Anyway, hope someone found this interesting. AI is a crazy thing. One day we'll get it right.
Helpful Clarification on Forbidden Topics for Hearthstone Forums:
Enjoying Americans winning in the Olympics is forbidden because it is political. A 14 plus page discussion of state-sponsored lawsuits against a multi-national corporation based on harassment, discrimination, and wrongful death allegations is apparently not political enough to raise an issue.
I just fought in heroic mode the boss that gains one coin every time it takes damage - including fatigue.
Guess what it did once it reached fatigue with a Gadgetzan Auctioneer on board?
Self-OTK through infinite coins
If you're just now questioning Hearthstone AI, Need I simply point you to Kripp getting the AI to kill itself....
On the first try.
Hearthstone AI will never be good. It's something to just accept. Nothing wrong with that, just a reality of how it is.

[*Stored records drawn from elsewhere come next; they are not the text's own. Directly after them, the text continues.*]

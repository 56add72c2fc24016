use liftlog_core::commands::history::{self, WorkoutSummary, DEFAULT_HISTORY_LIMIT};
use liftlog_core::service::{User, WorkoutRecord};

use super::{confirm, describe, print_help};
use crate::app::Route;
use crate::context::AppContext;
use crate::input::{parse_position, split_command, Input};

const COMMANDS: &[(&str, &str)] = &[
    ("(enter)", "refresh"),
    ("open <n>", "open workout n for editing"),
    ("delete <n>", "delete workout n"),
];

pub async fn run(ctx: &AppContext, input: &mut Input, user: &User) -> anyhow::Result<Route> {
    let mut workouts = load(ctx, user).await;
    render(&workouts);

    loop {
        let Some(line) = input.prompt("history").await? else {
            return Ok(Route::Quit);
        };
        if let Some(route) = Route::parse(&line) {
            return Ok(route);
        }

        let (verb, rest) = split_command(&line);
        let picked = parse_position(rest).and_then(|i| workouts.get(i)).cloned();
        match (verb, picked) {
            ("", _) => {
                workouts = load(ctx, user).await;
                render(&workouts);
            }
            ("open", Some(workout)) => return Ok(Route::Workout(workout.date)),
            ("delete", Some(workout)) => {
                let Some(id) = workout.id.as_deref() else {
                    continue;
                };
                let question = format!("Delete the workout from {}?", workout.date);
                if confirm(input, &question).await?
                    && ctx
                        .ok(history::delete(ctx.service.as_ref(), id).await)
                        .is_some()
                {
                    ctx.success("Workout deleted");
                    workouts.retain(|w| w.id != workout.id);
                    render(&workouts);
                }
            }
            ("open" | "delete", None) => println!("  No workout {}", rest),
            _ => print_help(COMMANDS),
        }
    }
}

async fn load(ctx: &AppContext, user: &User) -> Vec<WorkoutRecord> {
    ctx.ok(history::recent(ctx.service.as_ref(), &user.id, DEFAULT_HISTORY_LIMIT).await)
        .unwrap_or_default()
}

fn render(workouts: &[WorkoutRecord]) {
    println!();
    if workouts.is_empty() {
        println!("No workouts yet.");
        return;
    }

    let mut position = 0;
    for (month, members) in history::group_by_month(workouts) {
        println!("{}", month);
        for workout in members {
            position += 1;
            println!("  {:>2}. {}", position, describe(&WorkoutSummary::from(workout)));
            for entry in &workout.exercises {
                println!("        {} ({} sets)", entry.exercise_name, entry.sets.len());
            }
        }
    }
}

Final Boss in heroic of the first wing kept playing weapon buffs without having a weapon equiped.
The IA feels a lot dumber than lets say DR IA.
Beaten both chapters on Heroic relatively easily. I'm kinda disappointed they weren't more of a challenge. The AI for this adventure seems MUCH worse than the AI for the other dungeon runs...
For example, I had a KT on 5 hp and 2 hp minions on either side of him. AI was targeting him b/c he kept rezzing my minions; makes sense. AI pulls out explosive arrow (deal 5 dmg to a minion and 2 to adjacent ones). I thought "Oh, welp, there goes my KT." Instead, he targeted his lonely stealthed 4/2 panther. Blizzard AI needs some serious help this time.
This awful AI makes the adventure SO boring, and I feel like I'm not getting my money's worth out of it...
Wow KernalColonel,
I feel stupid for writing up the AI stuff with so much detail above. If that sort of shit is happening, then the program is just broken.
Helpful Clarification on Forbidden Topics for Hearthstone Forums:
Enjoying Americans winning in the Olympics is forbidden because it is political. A 14 plus page discussion of state-sponsored lawsuits against a multi-national corporation based on harassment, discrimination, and wrongful death allegations is apparently not political enough to raise an issue.